輸入されたテンサイ系統は、道総研の「てん菜輸入品種検定試験(北海道てん菜協会委託)」という品種選定試験を行ない、北海道で栽培した場合に、糖の収量性、褐斑病や黒根病をはじめとした耐病性などを複数年かけて調査し、選ばれた系統が優良品種に認定される。
今回は、北見農試が中心となり、日甜の主力品種「カーベ2K314」と比較し、品種の特性を調査する。優良品種認定のためにはこの調査が最低3年かかる。また、この系統と組み合わせて使用されることになる新規除草剤は国内未登録のため、並行して公益財団法人日本植物調節剤研究協会を通じて除草剤試験を3年間行なう。除草剤は、作物があって初めて国の農薬登録が可能になるため、抵抗性品種が優良品種に認定されてから、さらに農薬登録作業には約2年かかる。つまり、順調に適性が確認できても、品種と除草剤がセットで世に出るには最低5年かかる。
では、5年後には、認定の可能性があるかというと、正直、「未定」というのが北見農試の見解だ。

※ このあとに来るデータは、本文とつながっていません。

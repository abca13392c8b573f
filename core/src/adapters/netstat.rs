//! Snapshot provider backed by the netstat command.

use std::process::Stdio;

use tokio::process::Command;
use tracing::debug;

use crate::domain::Protocol;
use crate::error::{Error, Result};
use crate::ports::SnapshotProvider;

/// Fetches connection-table snapshots by running netstat.
///
/// Windows: `netstat -a -n -o -p tcp` (all sockets, numeric, owning PID,
/// one protocol). Unix: `netstat -a -n -t -p` / `-u` (the PID/Program column
/// requires matching privileges; undisclosed owners print as "-").
pub struct NetstatSnapshot;

impl NetstatSnapshot {
    /// Create a new netstat snapshot provider.
    pub fn new() -> Self {
        Self
    }

    fn args(protocol: Protocol) -> Vec<&'static str> {
        #[cfg(windows)]
        {
            vec!["-a", "-n", "-o", "-p", protocol.as_str()]
        }
        #[cfg(not(windows))]
        {
            match protocol {
                Protocol::Tcp => vec!["-a", "-n", "-t", "-p"],
                Protocol::Udp => vec!["-a", "-n", "-u", "-p"],
            }
        }
    }
}

impl Default for NetstatSnapshot {
    fn default() -> Self {
        Self::new()
    }
}

impl SnapshotProvider for NetstatSnapshot {
    async fn fetch(&self, protocol: Protocol) -> Result<String> {
        let args = Self::args(protocol);
        debug!(?args, "running netstat");

        let output = Command::new("netstat")
            .args(&args)
            .stdout(Stdio::piped())
            .stderr(Stdio::piped())
            .output()
            .await
            .map_err(|e| Error::CommandFailed(format!("failed to run netstat: {}", e)))?;

        if !output.status.success() {
            let stderr = String::from_utf8_lossy(&output.stderr);
            return Err(Error::CommandFailed(format!(
                "netstat exited with {}: {}",
                output.status,
                stderr.trim()
            )));
        }

        Ok(String::from_utf8_lossy(&output.stdout).into_owned())
    }
}
//! Process kill port (interface).

use crate::error::Result;

/// Port for forcefully terminating processes.
///
/// Implementations handle the platform-specific termination primitive.
pub trait KillProvider: Send + Sync {
    /// Request forceful termination of the process with the given id.
    fn kill(&self, pid: u32) -> impl std::future::Future<Output = Result<()>> + Send;

    /// Check if a process is currently running.
    fn is_running(&self, pid: u32) -> bool;
}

「KWS 8K879」が優良品種に認定されるには、主力品種に比べ優位な品種かどうかが指標になる。昨年の予備試験の結果では、主力品種より収量性は1割程度少なくなる可能性があることがわかった。また、病害抵抗性がやや弱い傾向にあった。とくに、昨今の温暖化の影響で病気が発生しやすい傾向にあるなか、テンサイの育成にあたっては、耐病性がますます重視されているため、認定へのハードルはまだ高いと考えられる。